Are you one of those people who can throw two pairs of pants, a couple of blouses and a sweater in a bag, breeze through the airport, and look marvelous every day of your trip?
If so, stop reading, or you will lose all respect for me.
Tomorrow I head for sunny LA. (Only it won’t be sunny, it’ll be raining.) I’ll be there for the RT Book Lover’s Convention, and seriously, if you are a YA reader and you live anywhere close, you should check out the Teen Day events on Saturday. Panels, readings, “speed date the author,” plus a big, huge, massive booksigning. ($25 for the whole day, $5 for the book fair only.)
I haven’t traveled anywhere since the fall, when it seems like I traveled everywhere. I wish I could say all that travel has made me a better packer. It hasn’t. Here’s my problem: I tend to obsess about getting it right: not too much, not too little. If I need something, I want to have it, or something that will serve the purpose. I don’t want to buy or borrow while I’m there, because I’m… particular. I like my stuff. (And honestly, where toiletries and cosmetics are concerned, this is self-preservation. I’m sensitive to the most random things, and it’s taken years of trial and error to know what I can use and what I can’t.)
|This trunk would make me deliriously happy.|
But with clothes… honestly, the way I obsess, you’d think I was a real fashionista or clothes horse. Just the opposite. I worry about how I look, but I don’t have the knack of throwing things together and being confident in it. I have to plan my outfits just so. The right thing for the right event. Not too many things. Try and pick things that will all go with the same shoes. (Which is the part that really hurts, because I have some really cute shoes!)
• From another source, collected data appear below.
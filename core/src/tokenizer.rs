use crate::config::{StopWords, WeightingConfig, DEFAULT_TOKEN_PATTERN};
use crate::error::Result;
use lazy_static::lazy_static;
use regex::Regex;
use rust_stemmers::{Algorithm, Stemmer};
use serde::{Deserialize, Deserializer, Serialize, Serializer};
use std::collections::HashSet;
use unicode_normalization::char::is_combining_mark;
use unicode_normalization::UnicodeNormalization;

lazy_static! {
    static ref DEFAULT_RE: Regex = Regex::new(DEFAULT_TOKEN_PATTERN).expect("valid regex");
    static ref STEMMER: Stemmer = Stemmer::create(Algorithm::English);
    static ref ENGLISH_STOPWORDS: HashSet<&'static str> = {
        let words: &[&str] = &[
            "a","about","above","after","again","against","all","am","an","and","any","are","aren't","as","at",
            "be","because","been","before","being","below","between","both","but","by",
            "can","can't","cannot","could","couldn't",
            "did","didn't","do","does","doesn't","doing","don't","down","during",
            "each","few","for","from","further",
            "had","hadn't","has","hasn't","have","haven't","having","he","he'd","he'll","he's","her","here","here's","hers","herself","him","himself","his","how","how's",
            "i","i'd","i'll","i'm","i've","if","in","into","is","isn't","it","it's","its","itself",
            "let's","me","more","most","mustn't","my","myself",
            "no","nor","not","of","off","on","once","only","or","other","ought","our","ours","ourselves","out","over","own",
            "same","she","she'd","she'll","she's","should","shouldn't","so","some","such",
            "than","that","that's","the","their","theirs","them","themselves","then","there","there's","these","they","they'd","they'll","they're","they've","this","those","through","to","too",
            "under","until","up","very",
            "was","wasn't","we","we'd","we'll","we're","we've","were","weren't","what","what's","when","when's","where","where's","which","while","who","who's","whom","why","why's","with","won't","would","wouldn't",
            "you","you'd","you'll","you're","you've","your","yours","yourself","yourselves"
        ];
        words.iter().copied().collect()
    };
}

/// The part of [`WeightingConfig`] that decides how text becomes terms.
/// It is stored with every fitted model so queries are analyzed exactly like
/// the corpus was.
#[derive(Debug, Clone, PartialEq, Serialize, Deserialize)]
pub struct AnalyzerConfig {
    pub token_pattern: String,
    pub lowercase: bool,
    pub strip_accents: bool,
    pub stem: bool,
    pub stop_words: StopWords,
    pub ngram_range: (usize, usize),
}

impl From<&WeightingConfig> for AnalyzerConfig {
    fn from(cfg: &WeightingConfig) -> Self {
        Self {
            token_pattern: cfg.token_pattern.clone(),
            lowercase: cfg.lowercase,
            strip_accents: cfg.strip_accents,
            stem: cfg.stem,
            stop_words: cfg.stop_words.clone(),
            ngram_range: cfg.ngram_range,
        }
    }
}

impl Default for AnalyzerConfig {
    fn default() -> Self {
        Self::from(&WeightingConfig::default())
    }
}

/// Compiled analyzer: normalization, regex token extraction, stop words,
/// optional stemming and word n-grams.
#[derive(Debug, Clone)]
pub struct Analyzer {
    config: AnalyzerConfig,
    pattern: Regex,
    custom_stopwords: HashSet<String>,
}

impl Analyzer {
    pub fn new(config: AnalyzerConfig) -> Result<Self> {
        let pattern = if config.token_pattern == DEFAULT_TOKEN_PATTERN {
            DEFAULT_RE.clone()
        } else {
            Regex::new(&config.token_pattern)?
        };
        let custom_stopwords = match &config.stop_words {
            StopWords::List(words) => words.iter().map(|w| normalize(w, &config)).collect(),
            _ => HashSet::new(),
        };
        Ok(Self { config, pattern, custom_stopwords })
    }

    pub fn config(&self) -> &AnalyzerConfig { &self.config }

    fn is_stopword(&self, token: &str) -> bool {
        match self.config.stop_words {
            StopWords::None => false,
            StopWords::English => ENGLISH_STOPWORDS.contains(token),
            StopWords::List(_) => self.custom_stopwords.contains(token),
        }
    }

    /// Unigram tokens in document order, after stop-word removal and stemming.
    pub fn tokens(&self, text: &str) -> Vec<String> {
        let normalized = normalize(text, &self.config);
        let mut tokens = Vec::new();
        for mat in self.pattern.find_iter(&normalized) {
            let token = mat.as_str();
            if token.is_empty() || self.is_stopword(token) { continue; }
            if self.config.stem {
                tokens.push(STEMMER.stem(token).into_owned());
            } else {
                tokens.push(token.to_string());
            }
        }
        tokens
    }

    /// All terms of `text` within the configured n-gram range; n-grams are
    /// unigrams joined by a single space.
    pub fn analyze(&self, text: &str) -> Vec<String> {
        let tokens = self.tokens(text);
        let (lo, hi) = self.config.ngram_range;
        if lo == 1 && hi == 1 {
            return tokens;
        }
        let mut terms = Vec::new();
        for n in lo..=hi.min(tokens.len()) {
            for window in tokens.windows(n) {
                terms.push(window.join(" "));
            }
        }
        terms
    }
}

fn normalize(text: &str, config: &AnalyzerConfig) -> String {
    let mut out: String = if config.strip_accents {
        text.nfkd().filter(|c| !is_combining_mark(*c)).collect()
    } else {
        text.nfkc().collect()
    };
    if config.lowercase {
        out = out.to_lowercase();
    }
    out
}

impl Serialize for Analyzer {
    fn serialize<S: Serializer>(&self, serializer: S) -> std::result::Result<S::Ok, S::Error> {
        self.config.serialize(serializer)
    }
}

impl<'de> Deserialize<'de> for Analyzer {
    fn deserialize<D: Deserializer<'de>>(deserializer: D) -> std::result::Result<Self, D::Error> {
        let config = AnalyzerConfig::deserialize(deserializer)?;
        Analyzer::new(config).map_err(serde::de::Error::custom)
    }
}

/// Tokenize with the default analyzer: lowercase, split on non-alphanumeric.
pub fn tokenize(text: &str) -> Vec<String> {
    let normalized = text.nfkc().collect::<String>().to_lowercase();
    DEFAULT_RE.find_iter(&normalized).map(|m| m.as_str().to_string()).collect()
}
Plus, going to a reader/writer convention, I have to think about the character I’m costuming: the quirky but polished, successful confident author. Professional but not pedestrian, eccentric but not odd. And of course, all in one suitcase, because this girl has her Act Together.
This is, of course, a complete lie. Which is probably why I obsess so much about the clothes I bring.
Mom said to me the other day: “I don’t know how you turned out so neurotic. I worked so hard to keep you from turning out that way.”
Mostly, though, I obsess about packing to keep from worrying about the plane plummeting from the sky. Or California dropping into the ocean during the five days I’m there.
Crud. I thought about it
Now excuse me while I distract myself with some packing.